La main de mon père
par Florence Fréchet
Un des premier souvenirs de mon enfance, c’est ta main tenant la mienne. J’étais une petite fille de 5 ans, et toi, un père impressionnant et sévère, et très drôle à la fois. Mais en vacances, à l’écart de ton travail de pasteur, au-dehors de ton bureau, de tes sermons et articles, de tes longues heures consacrées à ton église et à tes « prochains », tu devenais soudain plus accessible. Je me souviens d’un père farfelu qui se déguisait en capitaine Haddock et lisait Tintin, qui nous inventait des charades ou des histoires rocambolesques de petites souris, d’écureuils et de lapins.
Un comédien qui déclamait du Pagnol en plein repas, un passionné d’Histoire qui nous faisait aimer les églises et les châteaux. Un père qui s’exclamait avec de grands gestes devant nos dessins d’enfants ou nos souliers neufs.
Nous n’étions pas peu fiers de tes compliments !
Si tu n’avais pas levé les bras au ciel nous aurions été fâchés, vexés : c’était un jeu, un rite entre nous. Nous n’étions pas dupes de tout ton cinéma, au contraire, on l’espérait comme un honneur.
Un après-midi, tu nous emmenas, les deux « petits », pour une promenade. En chemin, tu avais déjà imaginé un jeu, « les petits secrets » (à dire en chuchotant).
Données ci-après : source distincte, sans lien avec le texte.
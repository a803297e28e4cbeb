//! OpAMPBridge children

use k8s_openapi::api::apps::v1::{Deployment, DeploymentSpec};
use k8s_openapi::api::core::v1::{Container, ContainerPort};
use kube::ResourceExt;
use serde_json::json;

use otel_common::crd::OpAMPBridge;
use otel_common::Error;
use otel_reconcile::{DesiredObject, OwnedKind};

use super::labels::{self, BRIDGE_COMPONENT};
use super::{config_path, label_selector, metadata, pod_template, port};

/// Image used when the bridge does not override it
pub const DEFAULT_BRIDGE_IMAGE: &str =
    "ghcr.io/open-telemetry/opentelemetry-operator/operator-opamp-bridge:0.115.0";

const CONFIG_FILE: &str = "remoteconfiguration.yaml";
const HTTP_PORT: i32 = 8080;

/// `<name>-opamp-bridge`
pub fn bridge_name(name: &str) -> String {
    format!("{name}-opamp-bridge")
}

/// Children of `bridge`
pub fn build(bridge: &OpAMPBridge) -> Result<Vec<DesiredObject>, Error> {
    let name = bridge.name_any();
    let namespace = bridge.namespace().unwrap_or_default();
    let spec = &bridge.spec;

    if spec.endpoint.trim().is_empty() {
        return Err(Error::build(format!("{namespace}/{name}"), "endpoint must not be empty"));
    }

    let object_name = bridge_name(&name);
    let labels = labels::common(&namespace, &name, &object_name, BRIDGE_COMPONENT);
    let selector = labels::selector(&namespace, &name, BRIDGE_COMPONENT);

    let config = serde_yaml::to_string(&json!({
        "endpoint": spec.endpoint,
        "capabilities": spec.capabilities,
        "componentsAllowed": {},
    }))
    .map_err(|e| Error::build(format!("{namespace}/{name}"), e.to_string()))?;

    let container = Container {
        name: "opamp-bridge-container".to_string(),
        image: Some(spec.image.clone().unwrap_or_else(|| DEFAULT_BRIDGE_IMAGE.to_string())),
        args: Some(vec![format!("--config-file={}", config_path(CONFIG_FILE))]),
        ports: Some(vec![ContainerPort {
            name: Some("opamp-bridge".to_string()),
            container_port: HTTP_PORT,
            protocol: Some("TCP".to_string()),
            ..Default::default()
        }]),
        ..Default::default()
    };
    let deployment = Deployment {
        metadata: metadata(&object_name, &namespace, &labels),
        spec: Some(DeploymentSpec {
            replicas: Some(1),
            selector: label_selector(&selector),
            template: pod_template(&selector, &object_name, container, &object_name),
            ..Default::default()
        }),
        ..Default::default()
    };

    Ok(vec![
        super::config_map(&object_name, &namespace, &labels, CONFIG_FILE, &config)?,
        super::service_account(&object_name, &namespace, &labels)?,
        super::service(
            &object_name,
            &namespace,
            &labels,
            &selector,
            vec![port("opamp-bridge", HTTP_PORT, HTTP_PORT)],
        )?,
        DesiredObject::from_typed(OwnedKind::Deployment, &deployment)?,
    ])
}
Tu te souviens ?
C’était au premier de nous trois à découvrir « l’extraordinaire » : un oiseau sur une branche, un papillon, une ribambelle de girolles, une fleur au creux d’un fossé, des myrtilles, des pignes…
Dix-sept ans plus tard, tu t’en allais, emporté par la maladie, après une longue souffrance.
Le plus dur à supporter, c’était de voir un père si intelligent, si plein de connaissances, ne pouvant plus lire, ni parler, ni marcher. Tu étais encore très lucide, répondant d’un signe de tête à nos questions. Un jour, tu nous avais fait comprendre par gestes que tu voulais écrire, mais malgré tous tes efforts, c’est en vain que tu n’avais tracé que des gribouillis illisibles.
Ta dernière nuit à la maison, je l’avais passée auprès de toi, à t’entendre gémir, à me sentir soudain si inutile, si petite.
La seule chose que j’avais pu faire c’était de tenir ta main, toute cette nuit désespérément longue, comme pour te dire « Je suis là, avec toi, je ne te quitte pas ». Deux jours plus tard, à l’hôpital, c’est toi qui nous quittais. Ce jour-là, toute mon enfance est partie avec toi, définitivement.
Papa, quand j’avais 5 ans, tu tenais ma main pour m’aider à grandir, moi j’ai seulement su tenir la tienne pour t’aider à mourir.